- My So Called Band plays at The Jones Assembly’s The Drop on New Year’s Eve.
New Year’s Eve is an important part of our modern mythology as a night when all is possible and a better life is only three … two … one away. It is a night for the world to be reborn, for the sins of the previous 365 days to be purged and a new you, a new me and a new us to finally be realized.
Or so goes the myth.
“Believing ‘My life is going to turn around, this is the night it all changes’ is the key mistake,” said J Kyle Davis of My So Called Band, the headliner of The Jones Assembly’s The Drop New Year’s Eve celebration. “But if you just want to have a good time, shake your ass, have a few drinks and a good time, we can help you with that. Maybe you’ll get lucky and kiss the girl, but maybe not. Either way, you’ll have fun.”
Also featuring Zach Nedbalek, Ricky Salthouse, Carly Gwin and Arash Davari, My So Called Band has cross-pollinated with notable indie rock acts such as The Evangelicals, Berwanger and Carly Gwin and the Sin. In addition to a solid band pedigree, My So Called Band also possesses a deep catalog of ’90’s covers it has cobbled together over the last seven years, making it a go-to for parties. At last count, Davis said the band knew around 175 songs, some woven into its current set list and others that just need a rehearsal or two to lock in.
“You rarely see a cover band that is this talented and authentic, and I know that’s funny to say but they are so authentic and energetic that you lose yourself in their performance,” said The Jones Assembly co-owner Graham Colton. “They are one of the best bands, talent-wise, in Oklahoma. They really put their heart and soul into the performance. There should be another word other than ‘cover band’ or ‘tribute band’ because they are something different.”
This will be the second year for My So Called Band to play The Drop and its eighth consecutive New Year’s Eve show. As Oklahomans will be scrambling to stage the perfect closeout for 2018 with varying degrees of success, Davis is happy to instead spend the night working.
“It’s a different kind of excitement,” Davis said. “As a performer, it’s a night with so much built-in anticipation that you really don’t have to pace it out like a normal show where you are almost building it like a well-thought-out meal. You start off with something that makes a statement and hits hard, then maybe you want to play some Mazzy Star to chill the crowd out in the middle of a show. New Year’s Eve is less like that because the crowd is excited and you can just keep taking them higher. There’s really not a place for Mazzy Star on New Year’s Eve.”
Because of the band’s energy and familiarity, Davis said it has played about once a month since its inception and finding a gig on the last night of the year hasn’t ever been difficult.
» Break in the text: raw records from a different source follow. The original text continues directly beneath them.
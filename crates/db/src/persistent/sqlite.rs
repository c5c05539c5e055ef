//! SQLite implementation of the storage layer.
//!
//! The `quotes` table layout is the wire-compatible record of accepted
//! quotes: monetary fields as decimal text (arbitrary precision survives
//! round-trips), calldata as hex text, integer fields as native INTEGER.

use std::str::FromStr;

use alloy_primitives::{Address, Bytes, U256};
use async_trait::async_trait;
use bitcoin::Network;
use bridge_lp_primitives::{
    BtcAddress, Quote, QuoteHash, QuoteParams, RegistrationStatus, StateKind, TxRef,
};
use sqlx::{
    sqlite::{SqliteConnectOptions, SqlitePoolOptions, SqliteRow},
    Row, SqlitePool,
};
use tracing::debug;

use crate::{
    errors::{DbError, DbResult},
    quote::QuoteDb,
    registration::RegistrationDb,
};

const CREATE_QUOTES: &str = r#"
CREATE TABLE IF NOT EXISTS quotes (
    hash TEXT PRIMARY KEY,
    fed_addr TEXT,
    lbc_addr TEXT,
    lp_rsk_addr TEXT,
    btc_refund_addr TEXT,
    rsk_refund_addr TEXT,
    lp_btc_addr TEXT,
    call_fee TEXT,
    penalty_fee TEXT,
    contract_addr TEXT,
    data TEXT,
    gas_limit INTEGER,
    nonce INTEGER,
    value TEXT,
    agreement_timestamp INTEGER,
    time_for_deposit INTEGER,
    call_time INTEGER,
    confirmations INTEGER,
    call_on_register INTEGER
)
"#;

const CREATE_REGISTRATIONS: &str = r#"
CREATE TABLE IF NOT EXISTS registrations (
    quote_hash TEXT PRIMARY KEY,
    state TEXT NOT NULL,
    reg_tx_ref TEXT,
    call_tx_ref TEXT,
    reason TEXT,
    updated_at TEXT NOT NULL DEFAULT (datetime('now'))
)
"#;

const CREATE_SUBMISSION_MARKERS: &str = r#"
CREATE TABLE IF NOT EXISTS submission_markers (
    quote_hash TEXT PRIMARY KEY,
    claimed_at TEXT NOT NULL DEFAULT (datetime('now'))
)
"#;

/// SQLite-backed store for quotes and registration status.
///
/// The pool is exclusively owned by this type; no other component talks
/// to the database file.
#[derive(Debug, Clone)]
pub struct SqliteDb {
    pool: SqlitePool,
    network: Network,
}

impl SqliteDb {
    /// Opens (creating if missing) the database at `path` and bootstraps
    /// the schema. `network` is the UTXO-chain network stored bitcoin
    /// addresses are validated against on load.
    pub async fn connect(path: &str, network: Network) -> DbResult<Self> {
        debug!(path, "connecting to sqlite");
        let options = SqliteConnectOptions::from_str(path)
            .map_err(DbError::Storage)?
            .create_if_missing(true);
        let pool = SqlitePoolOptions::new()
            .max_connections(1)
            .connect_with(options)
            .await?;

        Self::from_pool(pool, network).await
    }

    /// Bootstraps the schema on an existing pool.
    pub async fn from_pool(pool: SqlitePool, network: Network) -> DbResult<Self> {
        sqlx::query(CREATE_QUOTES).execute(&pool).await?;
        sqlx::query(CREATE_REGISTRATIONS).execute(&pool).await?;
        sqlx::query(CREATE_SUBMISSION_MARKERS).execute(&pool).await?;

        Ok(Self { pool, network })
    }

    /// Closes the pool; idempotent.
    pub async fn close(&self) {
        debug!("closing sqlite pool");
        self.pool.close().await;
    }

    fn quote_from_row(&self, row: &SqliteRow) -> DbResult<Quote> {
        let params = QuoteParams {
            fed_addr: self.btc_addr(row, "fed_addr")?,
            lbc_addr: evm_addr(row, "lbc_addr")?,
            lp_rsk_addr: evm_addr(row, "lp_rsk_addr")?,
            btc_refund_addr: self.btc_addr(row, "btc_refund_addr")?,
            rsk_refund_addr: evm_addr(row, "rsk_refund_addr")?,
            lp_btc_addr: self.btc_addr(row, "lp_btc_addr")?,
            call_fee: wei(row, "call_fee")?,
            penalty_fee: wei(row, "penalty_fee")?,
            contract_addr: evm_addr(row, "contract_addr")?,
            data: calldata(row, "data")?,
            gas_limit: unsigned(row, "gas_limit")?,
            nonce: row.try_get::<i64, _>("nonce")?,
            value: wei(row, "value")?,
            agreement_timestamp: unsigned(row, "agreement_timestamp")?,
            time_for_deposit: unsigned(row, "time_for_deposit")?,
            call_time: unsigned(row, "call_time")?,
            confirmations: unsigned(row, "confirmations")?,
            call_on_register: row.try_get::<i64, _>("call_on_register")? != 0,
        };

        Quote::new(params).map_err(|e| DbError::Corrupt(e.to_string()))
    }

    fn btc_addr(&self, row: &SqliteRow, column: &str) -> DbResult<BtcAddress> {
        let text: String = row.try_get(column)?;
        BtcAddress::parse(&text, self.network)
            .map_err(|e| DbError::Corrupt(format!("{column}: {e}")))
    }

    fn status_from_row(row: &SqliteRow) -> DbResult<RegistrationStatus> {
        let state: String = row.try_get("state")?;
        let state = state
            .parse::<StateKind>()
            .map_err(|e| DbError::Corrupt(e.to_string()))?;

        Ok(RegistrationStatus {
            state,
            reg_tx_ref: tx_ref(row, "reg_tx_ref")?,
            call_tx_ref: tx_ref(row, "call_tx_ref")?,
            reason: row.try_get("reason")?,
        })
    }
}

fn evm_addr(row: &SqliteRow, column: &str) -> DbResult<Address> {
    let text: String = row.try_get(column)?;
    text.parse()
        .map_err(|e| DbError::Corrupt(format!("{column}: {e}")))
}

fn wei(row: &SqliteRow, column: &str) -> DbResult<U256> {
    let text: String = row.try_get(column)?;
    U256::from_str_radix(&text, 10).map_err(|e| DbError::Corrupt(format!("{column}: {e}")))
}

fn calldata(row: &SqliteRow, column: &str) -> DbResult<Bytes> {
    let text: String = row.try_get(column)?;
    let bytes = hex::decode(&text).map_err(|e| DbError::Corrupt(format!("{column}: {e}")))?;
    Ok(Bytes::from(bytes))
}

fn unsigned<T: TryFrom<i64>>(row: &SqliteRow, column: &str) -> DbResult<T> {
    let raw: i64 = row.try_get(column)?;
    T::try_from(raw).map_err(|_| DbError::Corrupt(format!("{column} out of range: {raw}")))
}

fn tx_ref(row: &SqliteRow, column: &str) -> DbResult<Option<TxRef>> {
    let text: Option<String> = row.try_get(column)?;
    text.map(|t| {
        t.parse::<TxRef>()
            .map_err(|e| DbError::Corrupt(format!("{column}: {e}")))
    })
    .transpose()
}

#[async_trait]
impl QuoteDb for SqliteDb {
    async fn insert_quote(&self, hash: QuoteHash, quote: &Quote) -> DbResult<()> {
        debug!(%hash, "inserting quote");
        let result = sqlx::query(
            r#"
            INSERT INTO quotes (
                hash,
                fed_addr,
                lbc_addr,
                lp_rsk_addr,
                btc_refund_addr,
                rsk_refund_addr,
                lp_btc_addr,
                call_fee,
                penalty_fee,
                contract_addr,
                data,
                gas_limit,
                nonce,
                value,
                agreement_timestamp,
                time_for_deposit,
                call_time,
                confirmations,
                call_on_register
            ) VALUES (?, ?, ?, ?, ?, ?, ?, ?, ?, ?, ?, ?, ?, ?, ?, ?, ?, ?, ?)
            ON CONFLICT(hash) DO NOTHING
            "#,
        )
        .bind(hash.to_string())
        .bind(quote.fed_addr().canonical())
        .bind(quote.lbc_addr().to_string())
        .bind(quote.lp_rsk_addr().to_string())
        .bind(quote.btc_refund_addr().canonical())
        .bind(quote.rsk_refund_addr().to_string())
        .bind(quote.lp_btc_addr().canonical())
        .bind(quote.call_fee().to_string())
        .bind(quote.penalty_fee().to_string())
        .bind(quote.contract_addr().to_string())
        .bind(hex::encode(quote.data()))
        .bind(quote.gas_limit() as i64)
        .bind(quote.nonce())
        .bind(quote.value().to_string())
        .bind(i64::from(quote.agreement_timestamp()))
        .bind(i64::from(quote.time_for_deposit()))
        .bind(i64::from(quote.call_time()))
        .bind(i64::from(quote.confirmations()))
        .bind(i64::from(quote.call_on_register()))
        .execute(&self.pool)
        .await?;

        if result.rows_affected() == 0 {
            return Err(DbError::Conflict);
        }
        Ok(())
    }

    async fn get_quote(&self, hash: QuoteHash) -> DbResult<Quote> {
        debug!(%hash, "retrieving quote");
        let row = sqlx::query("SELECT * FROM quotes WHERE hash = ? LIMIT 1")
            .bind(hash.to_string())
            .fetch_optional(&self.pool)
            .await?;

        match row {
            Some(row) => self.quote_from_row(&row),
            None => Err(DbError::NotFound),
        }
    }
}

#[async_trait]
impl RegistrationDb for SqliteDb {
    async fn claim_submission(&self, hash: QuoteHash) -> DbResult<bool> {
        let result = sqlx::query(
            "INSERT INTO submission_markers (quote_hash) VALUES (?) \
             ON CONFLICT(quote_hash) DO NOTHING",
        )
        .bind(hash.to_string())
        .execute(&self.pool)
        .await?;

        Ok(result.rows_affected() > 0)
    }

    async fn upsert_status(&self, hash: QuoteHash, status: &RegistrationStatus) -> DbResult<()> {
        sqlx::query(
            r#"
            INSERT INTO registrations (quote_hash, state, reg_tx_ref, call_tx_ref, reason)
            VALUES (?, ?, ?, ?, ?)
            ON CONFLICT(quote_hash) DO UPDATE SET
                state = excluded.state,
                reg_tx_ref = excluded.reg_tx_ref,
                call_tx_ref = excluded.call_tx_ref,
                reason = excluded.reason,
                updated_at = datetime('now')
            "#,
        )
        .bind(hash.to_string())
        .bind(status.state.to_string())
        .bind(status.reg_tx_ref.map(|t| t.to_string()))
        .bind(status.call_tx_ref.map(|t| t.to_string()))
        .bind(status.reason.clone())
        .execute(&self.pool)
        .await?;

        Ok(())
    }

    async fn fetch_status(&self, hash: QuoteHash) -> DbResult<Option<RegistrationStatus>> {
        let row = sqlx::query("SELECT * FROM registrations WHERE quote_hash = ? LIMIT 1")
            .bind(hash.to_string())
            .fetch_optional(&self.pool)
            .await?;

        row.map(|row| Self::status_from_row(&row)).transpose()
    }

    async fn load_in_flight(&self) -> DbResult<Vec<(QuoteHash, RegistrationStatus)>> {
        let rows = sqlx::query(
            "SELECT * FROM registrations \
             WHERE state IN ('submitting', 'awaiting_user_call', 'call_in_flight')",
        )
        .fetch_all(&self.pool)
        .await?;

        rows.iter()
            .map(|row| {
                let hash: String = row.try_get("quote_hash")?;
                let hash = hash
                    .parse::<QuoteHash>()
                    .map_err(|e| DbError::Corrupt(e.to_string()))?;
                Ok((hash, Self::status_from_row(row)?))
            })
            .collect()
    }
}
Because of the high expectations for the evening, the parties can be fun to play but also spectacular train wrecks if not handled correctly.
“Someone hired us for a private party four or five years ago that, by the end of the night, it was sad because the place was so outrageously wrecked,” Davis said. “The light-up dance floor was bashed in, and there were people passed out all around like we were in some college movie. Another year, we were at The Blue Note, and when we played ‘The Sweater Song’ by Weezer, the crowd forcefully pulled off this guy’s designer sweater, which then got demolished. It was pretty funny.”
Of all the previous parties, Davis said last year’s The Drop was the biggest in scale.
“Last year, the crowd was amazing. They had The Flaming Lips’ confetti cannons going — it was a sight to see,” David said. “When the cannons were going off, we were playing ‘Auld Lang Syne,’ the only non-’90s song we’ve ever performed. I was in awe. It’s a great show to play because we know it’s going to sound good and we know it’s going to look cool.”
Colton’s own music career had him onstage during numerous New Year’s Eve parties, including a memorable performance in New Orleans where he got to perform Rolling Stones covers with Better Than Ezra after the clock struck midnight.
“New Year’s Eve can have a tendency to overpromise and under-deliver,” Colton said. “We just want to make sure we put as much heart into it as possible and do everything we can do to make it special, from food service to our cocktail program to all things music.”
The Drop also won’t be just a show, according to Colton. There will be floor booth seating available starting at 8 p.m. that includes dinner service leading up to the show. Davis said My So Called Band will perform three 50-minute sets. For Colton, this is an opportunity for The Jones Assembly to highlight what makes the venue stand out.
“It’s fun to put together an event like this,” Colton said. “Like making a song, you get to create this thing and then watch people experience it. We’re all in it together. When we started The Jones Assembly, we wanted to create the heartbeat of the city. We really did talk about doing that, to build something that was diverse, a place for everyone.”